How do I get a perfect score on the SAT?

Posted by Shmoop on 1/29/19 1:04 PM

Dorothy Parker had it right when she demanded tangible, lasting perfection, rather than some dinky, moribund flower. When her lover gave her a perfect rose as a token of his love, she quipped:

Why is it no one ever sent me yet
One perfect limousine, do you suppose?
Ah no, it's always just my luck to get
One perfect rose.

redroseimageSure it's pretty and smells nice, but it won't get you places (unlike a stellar score on the SAT).

For us, "perfect" in our eyes is that sweet ole number, 1600. That's way better than a limo, Dorothy. Not only will a 1600 get you bragging rights for the rest of your life, you might get that extra boost needed to get you into your dream school.
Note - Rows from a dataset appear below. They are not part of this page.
//! # `bittrie`
//!
//! A concurrent, memory-compact trie keyed by strings over a fixed
//! 63-symbol alphabet: digits, lowercase and uppercase Latin letters, and
//! space.
//!
//! Three ideas carry the crate:
//!
//! - **Bitmap-indexed children**: a node stores a 64-bit occupancy bitmap
//!   and a dense vector of only the children that exist, indexed by the
//!   popcount rank of the child's bit. A 63-ary branching factor costs
//!   O(actual fanout) space per node, never a 63-slot array.
//! - **Suffix-collapsing removal**: deleting a key prunes exactly the part
//!   of its path no other key needs, detaching a whole dead suffix with a
//!   single unlink instead of one unlink per level.
//! - **Per-node locking**: every node guards its bitmap, children, and
//!   value with its own reader/writer lock, and an operation holds at most
//!   one node's lock at a time.
//!
//! ## Thread Safety
//!
//! [`Trie<V>`] is `Send + Sync` when `V: Send + Sync`; share it with
//! `Arc` and call any operation from any thread. Holding one lock at a
//! time makes cross-node deadlock impossible but leaves multi-node
//! traversals non-linearizable: a lookup racing a removal along the same
//! path may briefly observe a detached-but-intact suffix. The contract is
//! documented in detail on [`trie`].
//!
//! ## Example
//!
//! ```rust
//! use bittrie::Trie;
//!
//! let trie: Trie<u64> = Trie::new();
//! trie.set("hello world", 42).unwrap();
//! trie.set("hello Rust", 43).unwrap();
//!
//! assert_eq!(trie.get("hello world").unwrap().as_deref(), Some(&42));
//!
//! // Breadth-first, symbol-code order; limit 0 means unbounded.
//! let pairs = trie.get_by_prefix("hello", 0).unwrap();
//! let keys: Vec<&str> = pairs.iter().map(|(key, _)| key.as_str()).collect();
//! assert_eq!(keys, ["hello Rust", "hello world"]);
//!
//! trie.remove("hello world").unwrap();
//! assert!(trie.get("hello world").unwrap().is_none());
//! ```
//!
//! ## Features
//!
//! | Feature   | Default | Effect |
//! |-----------|---------|--------|
//! | `tracing` | off     | Emit `tracing` events inside trie operations |
//!
//! The companion [`WordSet`] applies the same bitmap packing to a
//! single-threaded set of lowercase words.

#![deny(missing_docs)]
#![warn(clippy::pedantic)]
#![warn(clippy::nursery)]

mod node;

pub mod scan;
pub mod symbol;
pub mod trie;
pub mod wordset;

// Re-export main types for convenience
pub use scan::PrefixScanner;
pub use trie::{Trie, TrieError};
pub use wordset::WordSet;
That's right, we're talking a perfect score on the SAT. It might not be absolutely necessary to get a 1600 to prance on through the ivy-laden gates of Princeton* or Harvard, but it certainly won't hurt.

*Note: We advise that you actually avoid walking through the Princeton gate. Superstition has it that you will never graduate if you do.

Let's begin by discussing what a perfect score actually means.

From a scoring perspective, there are three sections on the SAT: Evidence-Based Reading and Writing, Math, and the optional essay. The two mandatory sections are graded from 200 to 800, for a total perfect score of 1600, and the essay is graded in three separate categories (Reading, Analysis, Writing) from 2 to 8.

In order to achieve a 1600, you can potentially miss one or two questions in total, but some exams might really require you to be absolutely flawless in your multiple-choice selection skills. It varies slightly depending on when you take the test, since the SAT is a scaled exam. 

SAT perfect score

To get a perfect score, you'll have to not only master the underlying concepts behind what's tested on the SAT, but you'll have to master how those concepts appear in the various different types of questions that you'll come across. This comes from exposure, and at high volume: the more SAT practice sets and tests you take, the more types of questions you'll encounter. You should be more than comfortable with the underlying concepts behind most questions if you're gunning for 1600, so spending most of your time on practice questions identical to what you'll see on test day is the best use of your time.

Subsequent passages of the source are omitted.